_What is expected_
Nothing but an exact reprint of the records is to be returned.

Stored items
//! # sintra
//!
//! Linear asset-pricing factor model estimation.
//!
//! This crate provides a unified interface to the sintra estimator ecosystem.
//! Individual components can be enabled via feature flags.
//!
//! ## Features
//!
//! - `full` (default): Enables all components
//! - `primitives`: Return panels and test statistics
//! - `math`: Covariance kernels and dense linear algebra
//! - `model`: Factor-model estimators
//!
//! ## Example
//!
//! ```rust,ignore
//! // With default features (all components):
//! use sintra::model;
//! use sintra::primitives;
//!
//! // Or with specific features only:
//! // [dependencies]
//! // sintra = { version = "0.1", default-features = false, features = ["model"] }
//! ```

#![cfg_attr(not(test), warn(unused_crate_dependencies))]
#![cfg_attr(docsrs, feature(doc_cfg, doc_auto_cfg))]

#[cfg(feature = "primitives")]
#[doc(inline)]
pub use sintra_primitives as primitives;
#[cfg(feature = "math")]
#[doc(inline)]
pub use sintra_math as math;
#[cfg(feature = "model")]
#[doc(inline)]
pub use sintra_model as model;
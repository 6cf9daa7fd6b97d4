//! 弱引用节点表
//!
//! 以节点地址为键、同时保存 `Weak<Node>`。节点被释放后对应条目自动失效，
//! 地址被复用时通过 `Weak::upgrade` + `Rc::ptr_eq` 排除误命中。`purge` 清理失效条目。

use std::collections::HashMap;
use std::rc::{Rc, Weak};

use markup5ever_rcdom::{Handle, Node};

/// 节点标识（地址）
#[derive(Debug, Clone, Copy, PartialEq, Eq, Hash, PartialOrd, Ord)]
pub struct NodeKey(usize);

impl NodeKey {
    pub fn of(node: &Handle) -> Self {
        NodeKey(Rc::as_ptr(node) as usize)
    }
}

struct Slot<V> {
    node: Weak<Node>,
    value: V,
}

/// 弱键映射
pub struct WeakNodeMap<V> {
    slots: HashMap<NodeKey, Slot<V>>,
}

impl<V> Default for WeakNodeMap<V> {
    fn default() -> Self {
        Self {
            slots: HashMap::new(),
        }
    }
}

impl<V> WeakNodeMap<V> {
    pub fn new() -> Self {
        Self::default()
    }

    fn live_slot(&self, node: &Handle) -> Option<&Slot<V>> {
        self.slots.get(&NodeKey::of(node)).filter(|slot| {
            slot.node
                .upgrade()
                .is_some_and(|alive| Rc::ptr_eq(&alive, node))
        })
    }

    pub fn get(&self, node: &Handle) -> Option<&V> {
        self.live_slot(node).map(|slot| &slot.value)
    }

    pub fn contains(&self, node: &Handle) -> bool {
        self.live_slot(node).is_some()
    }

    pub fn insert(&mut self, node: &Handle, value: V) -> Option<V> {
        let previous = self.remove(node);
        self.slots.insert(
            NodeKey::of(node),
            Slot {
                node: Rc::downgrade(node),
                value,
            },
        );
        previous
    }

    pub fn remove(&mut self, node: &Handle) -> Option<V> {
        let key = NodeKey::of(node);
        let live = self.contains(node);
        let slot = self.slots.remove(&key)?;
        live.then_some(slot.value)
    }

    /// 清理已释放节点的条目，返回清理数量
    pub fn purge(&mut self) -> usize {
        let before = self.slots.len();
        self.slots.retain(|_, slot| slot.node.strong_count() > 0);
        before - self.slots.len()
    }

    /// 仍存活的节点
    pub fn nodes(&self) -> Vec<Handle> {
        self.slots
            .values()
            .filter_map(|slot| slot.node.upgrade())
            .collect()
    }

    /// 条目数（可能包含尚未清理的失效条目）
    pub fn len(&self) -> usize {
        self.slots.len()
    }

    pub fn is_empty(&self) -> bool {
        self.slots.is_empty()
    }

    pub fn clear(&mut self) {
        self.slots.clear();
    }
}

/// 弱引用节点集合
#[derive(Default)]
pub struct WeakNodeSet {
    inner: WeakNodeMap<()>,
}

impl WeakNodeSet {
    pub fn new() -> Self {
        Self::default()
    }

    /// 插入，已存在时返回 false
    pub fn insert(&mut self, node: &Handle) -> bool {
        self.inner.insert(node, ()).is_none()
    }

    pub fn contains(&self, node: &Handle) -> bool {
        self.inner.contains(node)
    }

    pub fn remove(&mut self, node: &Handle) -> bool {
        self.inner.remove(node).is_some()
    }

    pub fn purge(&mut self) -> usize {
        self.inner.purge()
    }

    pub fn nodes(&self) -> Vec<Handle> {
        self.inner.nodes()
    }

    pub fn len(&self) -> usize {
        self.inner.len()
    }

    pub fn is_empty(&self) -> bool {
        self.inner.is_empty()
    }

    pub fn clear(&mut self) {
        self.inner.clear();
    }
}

_Answer for the task_
//! # sintra
//!
//! Linear asset-pricing factor model estimation.
//!
//! This crate provides a unified interface to the sintra estimator ecosystem.
//! Individual components can be enabled via feature flags.
//!
//! ## Features
//!
//! - `full` (default): Enables all components
//! - `primitives`: Return panels and test statistics
//! - `math`: Covariance kernels and dense linear algebra
//! - `model`: Factor-model estimators
//!
//! ## Example
//!
//! ```rust,ignore
//! // With default features (all components):
//! use sintra::model;
//! use sintra::primitives;
//!
//! // Or with specific features only:
//! // [dependencies]
//! // sintra = { version = "0.1", default-features = false, features = ["model"] }
//! ```

#![cfg_attr(not(test), warn(unused_crate_dependencies))]
#![cfg_attr(docsrs, feature(doc_cfg, doc_auto_cfg))]

#[cfg(feature = "primitives")]
#[doc(inline)]
pub use sintra_primitives as primitives;
#[cfg(feature = "math")]
#[doc(inline)]
pub use sintra_math as math;
#[cfg(feature = "model")]
#[doc(inline)]
pub use sintra_model as model;
repository 6cf9daa7fd6b97d4
//! 弱引用节点表
//!
//! 以节点地址为键、同时保存 `Weak<Node>`。节点被释放后对应条目自动失效，
//! 地址被复用时通过 `Weak::upgrade` + `Rc::ptr_eq` 排除误命中。`purge` 清理失效条目。

use std::collections::HashMap;
use std::rc::{Rc, Weak};

use markup5ever_rcdom::{Handle, Node};

/// 节点标识（地址）
#[derive(Debug, Clone, Copy, PartialEq, Eq, Hash, PartialOrd, Ord)]
pub struct NodeKey(usize);

impl NodeKey {
    pub fn of(node: &Handle) -> Self {
        NodeKey(Rc::as_ptr(node) as usize)
    }
}

struct Slot<V> {
    node: Weak<Node>,
    value: V,
}

/// 弱键映射
pub struct WeakNodeMap<V> {
    slots: HashMap<NodeKey, Slot<V>>,
}

impl<V> Default for WeakNodeMap<V> {
    fn default() -> Self {
        Self {
            slots: HashMap::new(),
        }
    }
}

impl<V> WeakNodeMap<V> {
    pub fn new() -> Self {
        Self::default()
    }

    fn live_slot(&self, node: &Handle) -> Option<&Slot<V>> {
        self.slots.get(&NodeKey::of(node)).filter(|slot| {
            slot.node
                .upgrade()
                .is_some_and(|alive| Rc::ptr_eq(&alive, node))
        })
    }

    pub fn get(&self, node: &Handle) -> Option<&V> {
        self.live_slot(node).map(|slot| &slot.value)
    }

    pub fn contains(&self, node: &Handle) -> bool {
        self.live_slot(node).is_some()
    }

    pub fn insert(&mut self, node: &Handle, value: V) -> Option<V> {
        let previous = self.remove(node);
        self.slots.insert(
            NodeKey::of(node),
            Slot {
                node: Rc::downgrade(node),
                value,
            },
        );
        previous
    }

    pub fn remove(&mut self, node: &Handle) -> Option<V> {
        let key = NodeKey::of(node);
        let live = self.contains(node);
        let slot = self.slots.remove(&key)?;
        live.then_some(slot.value)
    }

    /// 清理已释放节点的条目，返回清理数量
    pub fn purge(&mut self) -> usize {
        let before = self.slots.len();
        self.slots.retain(|_, slot| slot.node.strong_count() > 0);
        before - self.slots.len()
    }

    /// 仍存活的节点
    pub fn nodes(&self) -> Vec<Handle> {
        self.slots
            .values()
            .filter_map(|slot| slot.node.upgrade())
            .collect()
    }

    /// 条目数（可能包含尚未清理的失效条目）
    pub fn len(&self) -> usize {
        self.slots.len()
    }

    pub fn is_empty(&self) -> bool {
        self.slots.is_empty()
    }

    pub fn clear(&mut self) {
        self.slots.clear();
    }
}

/// 弱引用节点集合
#[derive(Default)]
pub struct WeakNodeSet {
    inner: WeakNodeMap<()>,
}

impl WeakNodeSet {
    pub fn new() -> Self {
        Self::default()
    }

    /// 插入，已存在时返回 false
    pub fn insert(&mut self, node: &Handle) -> bool {
        self.inner.insert(node, ()).is_none()
    }

    pub fn contains(&self, node: &Handle) -> bool {
        self.inner.contains(node)
    }

    pub fn remove(&mut self, node: &Handle) -> bool {
        self.inner.remove(node).is_some()
    }

    pub fn purge(&mut self) -> usize {
        self.inner.purge()
    }

    pub fn nodes(&self) -> Vec<Handle> {
        self.inner.nodes()
    }

    pub fn len(&self) -> usize {
        self.inner.len()
    }

    pub fn is_empty(&self) -> bool {
        self.inner.is_empty()
    }

    pub fn clear(&mut self) {
        self.inner.clear();
    }
}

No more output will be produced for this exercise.